**To do:** How many lines in the records below contain "croner"? Reply with the number only.
- Opening Delimiter -
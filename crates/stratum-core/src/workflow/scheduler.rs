//! Schedule evaluation and the cron scheduler for schedule-triggered workflows.
//!
//! Provides:
//! - Conversion of the frequency/time/day model to a 5-field cron expression
//! - "Is it time to fire" and "next occurrence" evaluation via `croner`
//! - Missed-run detection for logging after a restart
//! - Per-workflow job lifecycle on top of `tokio-cron-scheduler`

use std::collections::HashMap;
use std::sync::Arc;

use chrono::{DateTime, Utc};
use stratum_types::workflow::{ScheduleFrequency, TriggerConfig};
use tokio::sync::RwLock;
use tokio_cron_scheduler::{Job, JobScheduler};
use uuid::Uuid;

// ---------------------------------------------------------------------------
// Error type
// ---------------------------------------------------------------------------

/// Errors that can occur during scheduling operations.
#[derive(Debug, thiserror::Error)]
pub enum SchedulerError {
    /// Failed to create or manipulate a cron job.
    #[error("scheduler error: {0}")]
    JobError(String),

    /// Invalid cron expression or schedule model.
    #[error("invalid schedule: {0}")]
    InvalidSchedule(String),

    /// Workflow not found in the scheduler.
    #[error("workflow {0} not registered in scheduler")]
    WorkflowNotFound(Uuid),
}

// ---------------------------------------------------------------------------
// Schedule model -> cron
// ---------------------------------------------------------------------------

/// Convert a 5-field cron expression into the 6-field (with seconds) form
/// used by `croner` and `tokio-cron-scheduler`.
pub fn normalize_schedule(input: &str) -> Result<String, SchedulerError> {
    let trimmed = input.trim();
    let fields = trimmed.split_whitespace().count();
    if fields != 5 {
        return Err(SchedulerError::InvalidSchedule(format!(
            "'{trimmed}' has {fields} fields, expected 5 (minute hour day month weekday)"
        )));
    }
    Ok(format!("0 {}", trimmed.split_whitespace().collect::<Vec<_>>().join(" ")))
}

/// Derive the 5-field cron expression for a frequency model.
pub fn frequency_to_cron(freq: &ScheduleFrequency) -> Result<String, SchedulerError> {
    match freq {
        ScheduleFrequency::Hourly { minute } => {
            if *minute > 59 {
                return Err(SchedulerError::InvalidSchedule(format!(
                    "minute {minute} out of range 0-59"
                )));
            }
            Ok(format!("{minute} * * * *"))
        }
        ScheduleFrequency::Daily { time } => {
            let (hour, minute) = parse_time(time)?;
            Ok(format!("{minute} {hour} * * *"))
        }
        ScheduleFrequency::Weekly { day, time } => {
            let (hour, minute) = parse_time(time)?;
            Ok(format!("{minute} {hour} * * {}", day.cron_index()))
        }
        ScheduleFrequency::Monthly { day_of_month, time } => {
            if !(1..=31).contains(day_of_month) {
                return Err(SchedulerError::InvalidSchedule(format!(
                    "day_of_month {day_of_month} out of range 1-31"
                )));
            }
            let (hour, minute) = parse_time(time)?;
            Ok(format!("{minute} {hour} {day_of_month} * *"))
        }
    }
}

/// Parse `HH:MM` (24-hour).
fn parse_time(time: &str) -> Result<(u32, u32), SchedulerError> {
    let invalid = || SchedulerError::InvalidSchedule(format!("time '{time}' is not HH:MM"));
    let (h, m) = time.trim().split_once(':').ok_or_else(invalid)?;
    let hour: u32 = h.trim().parse().map_err(|_| invalid())?;
    let minute: u32 = m.trim().parse().map_err(|_| invalid())?;
    if hour < 24 && minute < 60 {
        Ok((hour, minute))
    } else {
        Err(invalid())
    }
}

/// The 5-field cron expression of a trigger, or `None` for non-schedule triggers.
///
/// An explicit `cron` wins over `frequency`.
pub fn trigger_cron(trigger: &TriggerConfig) -> Result<Option<String>, SchedulerError> {
    match trigger {
        TriggerConfig::Schedule {
            cron: Some(cron), ..
        } => Ok(Some(cron.trim().to_string())),
        TriggerConfig::Schedule {
            frequency: Some(freq),
            ..
        } => frequency_to_cron(freq).map(Some),
        TriggerConfig::Schedule { .. } => Err(SchedulerError::InvalidSchedule(
            "schedule trigger requires `cron` or `frequency`".to_string(),
        )),
        TriggerConfig::Manual {} | TriggerConfig::Webhook { .. } => Ok(None),
    }
}

/// Parse a 5-field cron expression.
pub fn parse_cron(expr: &str) -> Result<croner::Cron, SchedulerError> {
    normalize_schedule(expr)?
        .parse::<croner::Cron>()
        .map_err(|e| SchedulerError::InvalidSchedule(format!("'{}': {e}", expr.trim())))
}

/// Whether a 5-field cron expression has an occurrence in `(last_checked, now]`.
pub fn is_due(
    expr: &str,
    last_checked: DateTime<Utc>,
    now: DateTime<Utc>,
) -> Result<bool, SchedulerError> {
    let cron = parse_cron(expr)?;
    Ok(cron
        .iter_after(last_checked)
        .next()
        .is_some_and(|next| next <= now))
}

/// The first occurrence strictly after `from`.
pub fn next_fire_after(
    expr: &str,
    from: DateTime<Utc>,
) -> Result<Option<DateTime<Utc>>, SchedulerError> {
    let cron = parse_cron(expr)?;
    Ok(cron.iter_after(from).next())
}

// ---------------------------------------------------------------------------
// CronScheduler
// ---------------------------------------------------------------------------

/// Callback type invoked when a cron trigger fires.
pub type CronCallback =
    Arc<dyn Fn(Uuid, DateTime<Utc>) -> futures_util::future::BoxFuture<'static, ()> + Send + Sync>;

/// Tracks a registered cron job for a workflow.
struct ScheduledWorkflow {
    /// The job UUID assigned by tokio-cron-scheduler.
    job_id: Uuid,
    /// The 5-field cron expression.
    cron_expr: String,
}

/// Cron scheduler that wraps `tokio-cron-scheduler::JobScheduler`.
///
/// The scheduler only fires callbacks; overlap between runs of the same
/// workflow is handled by the dispatcher's run lock.
pub struct CronScheduler {
    inner: Arc<RwLock<Option<JobScheduler>>>,
    /// Registered workflows: workflow_id -> job metadata.
    workflows: Arc<RwLock<HashMap<Uuid, ScheduledWorkflow>>>,
}

impl CronScheduler {
    /// Create a new cron scheduler (not yet started).
    pub fn new() -> Self {
        Self {
            inner: Arc::new(RwLock::new(None)),
            workflows: Arc::new(RwLock::new(HashMap::new())),
        }
    }

    /// Start the scheduler. Must be called before scheduling workflows.
    pub async fn start(&self) -> Result<(), SchedulerError> {
        let scheduler = JobScheduler::new()
            .await
            .map_err(|e| SchedulerError::JobError(e.to_string()))?;

        scheduler
            .start()
            .await
            .map_err(|e| SchedulerError::JobError(e.to_string()))?;

        let mut inner = self.inner.write().await;
        *inner = Some(scheduler);

        tracing::info!("cron scheduler started");
        Ok(())
    }

    /// Stop the scheduler and remove all jobs.
    pub async fn stop(&self) -> Result<(), SchedulerError> {
        let mut inner = self.inner.write().await;
        if let Some(mut scheduler) = inner.take() {
            scheduler
                .shutdown()
                .await
                .map_err(|e| SchedulerError::JobError(e.to_string()))?;
            tracing::info!("cron scheduler stopped");
        }
        let mut workflows = self.workflows.write().await;
        workflows.clear();
        Ok(())
    }

    /// Register a workflow on a 5-field cron expression.
    ///
    /// Re-scheduling an already registered workflow replaces its job.
    pub async fn schedule_workflow(
        &self,
        workflow_id: Uuid,
        cron_expr: &str,
        callback: CronCallback,
    ) -> Result<(), SchedulerError> {
        parse_cron(cron_expr)?;
        let six_field = normalize_schedule(cron_expr)?;

        if self.workflows.read().await.contains_key(&workflow_id) {
            self.unschedule_workflow(workflow_id).await?;
        }

        let inner = self.inner.read().await;
        let scheduler = inner
            .as_ref()
            .ok_or_else(|| SchedulerError::JobError("scheduler not started".to_string()))?;

        let wf_id = workflow_id;
        let job = Job::new_async(six_field.as_str(), move |_uuid, _lock| {
            let cb = callback.clone();
            Box::pin(async move {
                let now = Utc::now();
                tracing::debug!(%wf_id, %now, "cron trigger fired");
                cb(wf_id, now).await;
            })
        })
        .map_err(|e| SchedulerError::InvalidSchedule(e.to_string()))?;

        let job_id = job.guid();
        scheduler
            .add(job)
            .await
            .map_err(|e| SchedulerError::JobError(e.to_string()))?;

        let mut workflows = self.workflows.write().await;
        workflows.insert(
            workflow_id,
            ScheduledWorkflow {
                job_id,
                cron_expr: cron_expr.trim().to_string(),
            },
        );

        tracing::info!(%workflow_id, %job_id, cron = cron_expr, "workflow scheduled");
        Ok(())
    }

    /// Remove a workflow from the cron scheduler.
    pub async fn unschedule_workflow(&self, workflow_id: Uuid) -> Result<(), SchedulerError> {
        let mut workflows = self.workflows.write().await;
        let entry = workflows
            .remove(&workflow_id)
            .ok_or(SchedulerError::WorkflowNotFound(workflow_id))?;

        let inner = self.inner.read().await;
        if let Some(scheduler) = inner.as_ref() {
            scheduler
                .remove(&entry.job_id)
                .await
                .map_err(|e| SchedulerError::JobError(e.to_string()))?;
        }

        tracing::info!(%workflow_id, "workflow unscheduled");
        Ok(())
    }

    /// The cron expression a workflow is registered with.
    pub async fn cron_for(&self, workflow_id: Uuid) -> Option<String> {
        self.workflows
            .read()
            .await
            .get(&workflow_id)
            .map(|w| w.cron_expr.clone())
    }

    /// Check for cron occurrences missed since each workflow's last run.
    ///
    /// Takes `(workflow_id, cron, last_run_started_at)` triples and returns
    /// the occurrences in `(last_run, now)` for each workflow that has any.
    /// Workflows without a previous run or with an invalid expression are
    /// skipped.
    pub fn check_missed_runs(
        &self,
        schedules: &[(Uuid, String, Option<DateTime<Utc>>)],
    ) -> Vec<(Uuid, Vec<DateTime<Utc>>)> {
        let now = Utc::now();
        let mut missed = Vec::new();

        for (workflow_id, expr, last_run) in schedules {
            let Ok(cron) = parse_cron(expr) else {
                continue;
            };
            let Some(from) = last_run else {
                continue;
            };

            let missed_times: Vec<DateTime<Utc>> = cron
                .iter_after(*from)
                .take_while(|next| *next < now)
                .collect();

            if !missed_times.is_empty() {
                tracing::warn!(
                    %workflow_id,
                    count = missed_times.len(),
                    "detected missed cron runs"
                );
                missed.push((*workflow_id, missed_times));
            }
        }

        missed
    }

    /// Get the number of registered workflows.
    pub async fn workflow_count(&self) -> usize {
        self.workflows.read().await.len()
    }
}

impl Default for CronScheduler {
    fn default() -> Self {
        Self::new()
    }
}

// ---------------------------------------------------------------------------
// Tests
// ---------------------------------------------------------------------------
- Closing Delimiter -
**Answer box:** 4